How much is Medicare Part D coverage?
- What you pay for a Medicare Prescription Drug Plan (Part D) depends on the plan you choose.
- In addition to the monthly premium, you also pay an annual deductible and co-pays at the pharmacy.
- To get prescription coverage, a beneficiary must join a plan approved by Medicare.
- Each plan varies in costs and the drugs it covers.
The cost of a Medicare Part D plan varies. It’s all based on the monthly premiums, yearly deductibles, co-payments, costs in the coverage gap (also known as “donut hole”) and and beneficiary’s prescriptions.

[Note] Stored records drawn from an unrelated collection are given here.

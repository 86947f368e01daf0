//! 통합 테스트 공용 픽스처
//!
//! 테스트마다 임시 디렉토리에 SQLite 파일을 만들고 마이그레이션을 실행합니다.
//! 인메모리 DB는 풀의 연결끼리 공유되지 않으므로 파일 DB를 사용합니다.

#![allow(dead_code)]

use std::collections::VecDeque;
use std::sync::{Arc, Mutex};

use chrono::{DateTime, Duration, TimeZone, Utc};
use sqlx::SqlitePool;
use tempfile::TempDir;

use rollcall::config::Config;
use rollcall::db;
use rollcall::error::AppError;
use rollcall::models::{Class, ClassLocation, GeoPoint, Identity, NewClass, NewUser, Role};
use rollcall::services::{
    AttendanceValidator, Clock, EnrollmentGate, OsTokenSource, SessionStore, StatsAggregator,
    TokenSource,
};

/// 교실 위치 (뉴욕 시청 부근)
pub const CLASSROOM: (f64, f64) = (40.7128, -74.0060);

pub const JWT_SECRET: &str = "integration-test-secret";

/// 교실에서 약 14m 떨어진 지점
pub fn nearby() -> GeoPoint {
    GeoPoint::new(40.7129, -74.0061)
}

/// 로스앤젤레스 (교실에서 약 3,940km)
pub fn far_away() -> GeoPoint {
    GeoPoint::new(34.0522, -118.2437)
}

/// 테스트가 직접 움직이는 시계.
/// 밀리초 단위 저장에서 반올림 문제가 없도록 정각에서 시작합니다.
pub struct ManualClock {
    now: Mutex<DateTime<Utc>>,
}

impl ManualClock {
    pub fn new() -> Self {
        Self {
            now: Mutex::new(Utc.with_ymd_and_hms(2026, 10, 1, 9, 0, 0).unwrap()),
        }
    }

    pub fn advance(&self, by: Duration) {
        let mut now = self.now.lock().unwrap();
        *now += by;
    }

    pub fn set(&self, at: DateTime<Utc>) {
        *self.now.lock().unwrap() = at;
    }
}

impl Clock for ManualClock {
    fn now(&self) -> DateTime<Utc> {
        *self.now.lock().unwrap()
    }
}

/// 미리 정해둔 토큰을 순서대로 내주고, 다 쓰면 OS 난수로 넘어갑니다.
#[derive(Default)]
pub struct ScriptedTokens {
    queue: Mutex<VecDeque<String>>,
}

impl ScriptedTokens {
    pub fn push(&self, token: &str) {
        self.queue.lock().unwrap().push_back(token.to_string());
    }
}

impl TokenSource for ScriptedTokens {
    fn generate(&self) -> Result<String, AppError> {
        match self.queue.lock().unwrap().pop_front() {
            Some(token) => Ok(token),
            None => OsTokenSource.generate(),
        }
    }
}

pub struct TestEnv {
    pub pool: SqlitePool,
    pub clock: Arc<ManualClock>,
    pub tokens: Arc<ScriptedTokens>,
    pub sessions: SessionStore,
    pub enrollments: EnrollmentGate,
    pub attendance: AttendanceValidator,
    pub stats: StatsAggregator,
    pub teacher: Identity,
    pub students: Vec<Identity>,
    pub class: Class,
    _dir: TempDir,
}

impl TestEnv {
    pub fn student(&self, index: usize) -> &str {
        &self.students[index].id
    }

    pub fn config(&self) -> Config {
        Config {
            database_url: "sqlite::memory:".to_string(),
            jwt_secret: JWT_SECRET.to_string(),
            host: "127.0.0.1".to_string(),
            port: 0,
            default_session_minutes: 30,
            max_distance_meters: 50.0,
            cleanup_interval_secs: 60,
            store_timeout_ms: 5000,
            db_max_connections: 5,
        }
    }

    /// 같은 교실 위치로 수업을 하나 더 만듭니다.
    pub async fn another_class(&self, name: &str) -> Class {
        create_class(&self.pool, name, &self.teacher.id).await
    }

    pub async fn user(&self, name: &str, role: Role) -> Identity {
        db::users::create_user(
            &self.pool,
            &NewUser {
                name: name.to_string(),
                email: Some(format!("{}@school.test", name.to_lowercase())),
                role,
            },
        )
        .await
        .unwrap()
    }
}

async fn create_class(pool: &SqlitePool, name: &str, teacher_id: &str) -> Class {
    db::classes::create_class(
        pool,
        &NewClass {
            name: name.to_string(),
            teacher_id: Some(teacher_id.to_string()),
            location: ClassLocation {
                latitude: CLASSROOM.0,
                longitude: CLASSROOM.1,
                label: "Room 301".to_string(),
            },
        },
    )
    .await
    .unwrap()
}

/// 임시 DB, 마이그레이션, 교사 1명, 학생 3명, 수업 1개를 준비합니다.
/// 학생은 아직 수강 등록되지 않은 상태입니다.
pub async fn setup() -> TestEnv {
    let dir = TempDir::new().unwrap();
    let url = format!("sqlite:{}", dir.path().join("rollcall.db").display());
    let pool = db::connect(&url, 8).await.unwrap();
    db::MIGRATOR.run(&pool).await.unwrap();

    let clock = Arc::new(ManualClock::new());
    let tokens = Arc::new(ScriptedTokens::default());

    let sessions = SessionStore::new(pool.clone(), clock.clone(), tokens.clone());
    let enrollments = EnrollmentGate::new(pool.clone(), clock.clone());
    let attendance = AttendanceValidator::new(
        pool.clone(),
        clock.clone(),
        sessions.clone(),
        enrollments.clone(),
    );
    let stats = StatsAggregator::new(pool.clone());

    let teacher = db::users::create_user(
        &pool,
        &NewUser {
            name: "Park".to_string(),
            email: Some("park@school.test".to_string()),
            role: Role::Teacher,
        },
    )
    .await
    .unwrap();

    let mut students = Vec::new();
    for name in ["Kim", "Lee", "Choi"] {
        let student = db::users::create_user(
            &pool,
            &NewUser {
                name: name.to_string(),
                email: None,
                role: Role::Student,
            },
        )
        .await
        .unwrap();
        students.push(student);
    }

    let class = create_class(&pool, "Distributed Systems", &teacher.id).await;

    TestEnv {
        pool,
        clock,
        tokens,
        sessions,
        enrollments,
        attendance,
        stats,
        teacher,
        students,
        class,
        _dir: dir,
    }
}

Beneficiary’s who meet certain income requirements (both high and low) will have different plan costs. Depending on the coverage in each particular plan, other factors will change the cost of a Part D plan, such as which prescriptions are used and whether they are included in the plan’s formulary and the tier at which they are covered. Pharmacies also play a factor, as each plan has different contracts, including preferred pharmacies.
One of the biggest mistakes that many seniors make is keeping the same prescription drug plan, year-after-year, without comparing costs. Medicare experts agree, it’s important to compare prices and coverage every year to make sure you’re getting the very best deal for your unique situation (e.g., prescriptions, where you live, preferred pharmacy, and budget).